LightReader

Chapter 20 - Chapter 19

 I decide to change my behavior. This decision isn't easy for me, but I see no other way. My obsession with Katrin pulls me toward her, but instead of bringing us closer, it only pushes her away and destroys me from within. The realization that I am the one ruining what matters so much to me is unbearable.

 I need to learn to control my emotions, not let them overwhelm me like a storm, sweeping everything in its path. I make a decision: to keep my distance. To give her the freedom to be herself, not the version of her I have created in my mind. No more forced conversations, intrusive questions, or actions without her consent. I have to wait — wait for her to take a step toward me. But it is so hard! Every time she passes by, my thoughts scatter like birds in a cage. I catch her gaze, memorize the curves of her silhouette, the spark in her eyes, the nuances of her voice. And with every moment, the struggle within myself grows more difficult.

 I start to notice how ridiculous I look from the outside — like a puppy chasing its owner, hoping for an affectionate glance. This realization bruises my ego but becomes an awakening. Katrin doesn't belong to me, and I have no right to act as if she owes me anything in return for my feelings. I am so consumed by her that I have forgotten my own dignity.

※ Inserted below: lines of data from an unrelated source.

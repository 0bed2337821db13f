//! Alert evaluation tests: edge-triggered firing, resolution, pending
//! durations, actions and the background evaluation loop

mod common;

use common::{events_named, orchestrator, orchestrator_with, wait_until};
use omni_orchestrator::events::OrchestratorEvent;
use omni_orchestrator::monitoring::{
    Alert, AlertAction, AlertSeverity, AlertStatus, AlertUpdate, MonitoringConfig,
};
use std::collections::HashMap;
use std::time::Duration;

#[tokio::test]
async fn test_alert_resolves_when_condition_clears() {
    let orch = orchestrator();
    let mut rx = orch.events.subscribe();
    let monitoring = &orch.monitoring;

    monitoring
        .create_alert(Alert::new("queue-depth", "depth >= 100", AlertSeverity::Medium))
        .unwrap();

    monitoring.set_gauge("depth", 150.0, HashMap::new());
    let fired = monitoring.evaluate_alerts();
    assert_eq!(fired.len(), 1);
    assert_eq!(fired[0].status, AlertStatus::Firing);
    assert_eq!(fired[0].threshold, 100.0);
    assert!(monitoring.is_alert_firing("queue-depth"));

    monitoring.set_gauge("depth", 20.0, HashMap::new());
    let resolved = monitoring.evaluate_alerts();
    assert_eq!(resolved.len(), 1);
    assert_eq!(resolved[0].status, AlertStatus::Resolved);
    assert!(!monitoring.is_alert_firing("queue-depth"));

    // Nothing left to resolve
    assert!(monitoring.evaluate_alerts().is_empty());

    assert_eq!(events_named(&mut rx, "alert:fired").len(), 1);
    let history = monitoring.get_alert_events(Some("queue-depth"));
    assert_eq!(history.len(), 2);
    assert_eq!(history[0].status, AlertStatus::Firing);
    assert_eq!(history[1].status, AlertStatus::Resolved);
}

#[tokio::test]
async fn test_alert_events_published() {
    let orch = orchestrator();
    let mut rx = orch.events.subscribe();
    let monitoring = &orch.monitoring;

    monitoring
        .create_alert(Alert::new("errs", "errors > 0", AlertSeverity::Low))
        .unwrap();
    monitoring.increment_counter("errors", 1.0, HashMap::new());
    monitoring.evaluate_alerts();
    monitoring.increment_counter("errors", 0.0, HashMap::new());
    monitoring.evaluate_alerts();

    let names: Vec<&'static str> = common::drain_events(&mut rx)
        .iter()
        .map(|e| e.name())
        .filter(|name| name.starts_with("alert:"))
        .collect();
    assert_eq!(names, vec!["alert:created", "alert:fired", "alert:resolved"]);
}

#[tokio::test]
async fn test_pending_duration_delays_firing() {
    let orch = orchestrator();
    let monitoring = &orch.monitoring;

    monitoring
        .create_alert(
            Alert::new("slow", "latency > 500", AlertSeverity::High).with_duration_ms(100),
        )
        .unwrap();

    monitoring.set_gauge("latency", 900.0, HashMap::new());
    assert!(monitoring.evaluate_alerts().is_empty());

    tokio::time::sleep(Duration::from_millis(130)).await;
    let fired = monitoring.evaluate_alerts();
    assert_eq!(fired.len(), 1);
    assert_eq!(fired[0].alert_id, "slow");
}

#[tokio::test]
async fn test_pending_resets_when_condition_drops() {
    let orch = orchestrator();
    let monitoring = &orch.monitoring;

    monitoring
        .create_alert(
            Alert::new("blip", "latency > 500", AlertSeverity::High).with_duration_ms(100),
        )
        .unwrap();

    monitoring.set_gauge("latency", 900.0, HashMap::new());
    assert!(monitoring.evaluate_alerts().is_empty());
    monitoring.set_gauge("latency", 100.0, HashMap::new());
    assert!(monitoring.evaluate_alerts().is_empty());

    tokio::time::sleep(Duration::from_millis(130)).await;
    monitoring.set_gauge("latency", 900.0, HashMap::new());
    // Pending restarted, so still not long enough
    assert!(monitoring.evaluate_alerts().is_empty());
}

#[tokio::test]
async fn test_unbounded_pending_duration_never_fires() {
    let orch = orchestrator();
    let monitoring = &orch.monitoring;

    monitoring
        .create_alert(
            Alert::new("forever", "latency > 500", AlertSeverity::High)
                .with_duration_ms(u64::MAX),
        )
        .unwrap();

    monitoring.set_gauge("latency", 900.0, HashMap::new());
    assert!(monitoring.evaluate_alerts().is_empty());
    tokio::time::sleep(Duration::from_millis(20)).await;
    assert!(monitoring.evaluate_alerts().is_empty());
    assert!(!monitoring.is_alert_firing("forever"));
}

#[tokio::test]
async fn test_disabled_and_invalid_alerts_never_fire() {
    let orch = orchestrator();
    let monitoring = &orch.monitoring;

    monitoring
        .create_alert(Alert::new("off", "errors > 1", AlertSeverity::Info).with_enabled(false))
        .unwrap();
    let invalid = monitoring
        .create_alert(Alert::new("garbled", "errors >>> one", AlertSeverity::Info))
        .unwrap();
    assert!(!invalid.condition.is_valid());

    monitoring.set_gauge("errors", 50.0, HashMap::new());
    assert!(monitoring.evaluate_alerts().is_empty());

    // Re-enabling makes it eligible
    monitoring
        .update_alert("off", AlertUpdate::new().enabled(true))
        .unwrap();
    assert_eq!(monitoring.evaluate_alerts().len(), 1);
}

#[tokio::test]
async fn test_alert_without_metric_data_does_not_fire() {
    let orch = orchestrator();
    orch.monitoring
        .create_alert(Alert::new("ghost", "never_recorded > 0", AlertSeverity::Low))
        .unwrap();
    assert!(orch.monitoring.evaluate_alerts().is_empty());
}

#[tokio::test]
async fn test_notify_and_webhook_actions_publish_requests() {
    let orch = orchestrator();
    let mut rx = orch.events.subscribe();

    orch.monitoring
        .create_alert(
            Alert::new("page", "errors > 5", AlertSeverity::Critical)
                .with_actions(vec![AlertAction::Log, AlertAction::Notify, AlertAction::Webhook]),
        )
        .unwrap();
    orch.monitoring.set_gauge("errors", 6.0, HashMap::new());
    orch.monitoring.evaluate_alerts();

    let events = common::drain_events(&mut rx);
    let notify = events
        .iter()
        .find(|e| e.name() == "alert:notify")
        .expect("no notify request");
    match &notify.event {
        OrchestratorEvent::AlertNotify { alert, event } => {
            assert_eq!(alert.id, "page");
            assert_eq!(event.value, 6.0);
        }
        other => panic!("unexpected event {:?}", other),
    }
    assert!(events.iter().any(|e| e.name() == "alert:webhook"));
}

#[tokio::test]
async fn test_failing_action_does_not_block_firing() {
    let orch = orchestrator();
    // No subscribers: the notify action fails and is only logged
    orch.monitoring
        .create_alert(
            Alert::new("lonely", "errors > 5", AlertSeverity::High)
                .with_actions(vec![AlertAction::Notify]),
        )
        .unwrap();
    orch.monitoring.set_gauge("errors", 9.0, HashMap::new());

    let fired = orch.monitoring.evaluate_alerts();
    assert_eq!(fired.len(), 1);
    assert!(orch.monitoring.is_alert_firing("lonely"));
}

#[tokio::test]
async fn test_firing_window_expiry_allows_refire() {
    let config = MonitoringConfig {
        firing_window_secs: 0,
        ..Default::default()
    };
    let orch = orchestrator_with(common::fast_queue_config(), config);

    orch.monitoring
        .create_alert(Alert::new("hot", "temp > 80", AlertSeverity::Medium))
        .unwrap();
    orch.monitoring.set_gauge("temp", 95.0, HashMap::new());

    assert_eq!(orch.monitoring.evaluate_alerts().len(), 1);
    tokio::time::sleep(Duration::from_millis(5)).await;
    // The previous firing aged out of the window, so the alert fires again
    assert_eq!(orch.monitoring.evaluate_alerts().len(), 1);
}

#[tokio::test]
async fn test_background_evaluation_loop() {
    let config = MonitoringConfig {
        alert_evaluation_interval_secs: 1,
        ..Default::default()
    };
    let orch = orchestrator_with(common::fast_queue_config(), config);

    orch.monitoring
        .create_alert(Alert::new("bg", "queue_depth > 10", AlertSeverity::High))
        .unwrap();
    orch.monitoring.set_gauge("queue_depth", 11.0, HashMap::new());
    orch.monitoring.start().await.unwrap();

    let monitoring = orch.monitoring.clone();
    assert!(wait_until(Duration::from_secs(3), || monitoring.is_alert_firing("bg")).await);

    orch.monitoring.shutdown().await.unwrap();
    assert_eq!(orch.monitoring.get_alert_events(Some("bg")).len(), 1);
}

#[tokio::test]
async fn test_dashboard_reflects_alerts() {
    let orch = orchestrator();
    orch.monitoring
        .create_alert(Alert::new("d1", "load > 1", AlertSeverity::Low))
        .unwrap();
    orch.monitoring
        .create_alert(Alert::new("d2", "load > 100", AlertSeverity::Low).with_enabled(false))
        .unwrap();
    orch.monitoring.set_gauge("load", 5.0, HashMap::new());
    orch.monitoring.evaluate_alerts();

    let dashboard = orch.monitoring.get_dashboard_data();
    assert_eq!(dashboard.alerts.total, 2);
    assert_eq!(dashboard.alerts.enabled, 1);
    assert_eq!(dashboard.alerts.firing_events, 1);
    assert_eq!(dashboard.alerts.currently_firing, vec!["d1".to_string()]);
}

 She remains a mystery, and that only intensifies my desire to understand her. But can I? She is a person living in her own world of shadows, colors, and secrets — a world I have no right to invade. I understand that by trying to break through, I risk destroying everything: her trust, her peace. And if I don't stop, I will destroy the last chance of an 'us.' That thought terrifies me to my core.

 I remind myself: love isn't just the desire to be close but also the ability to respect another person's freedom. Yes, it hurts — it tears your heart apart — but there's no other way. If I don't take a step back, if I don't stop, I will not only lose her but destroy everything. But if I want to keep her in my life, I will have to change not only my behavior but myself.

"Do we need anything else?"

 Her voice brings me back to reality. I freeze for a moment, like someone jolted out of a deep sleep. Her eyes, waiting for an answer, refocus my gaze.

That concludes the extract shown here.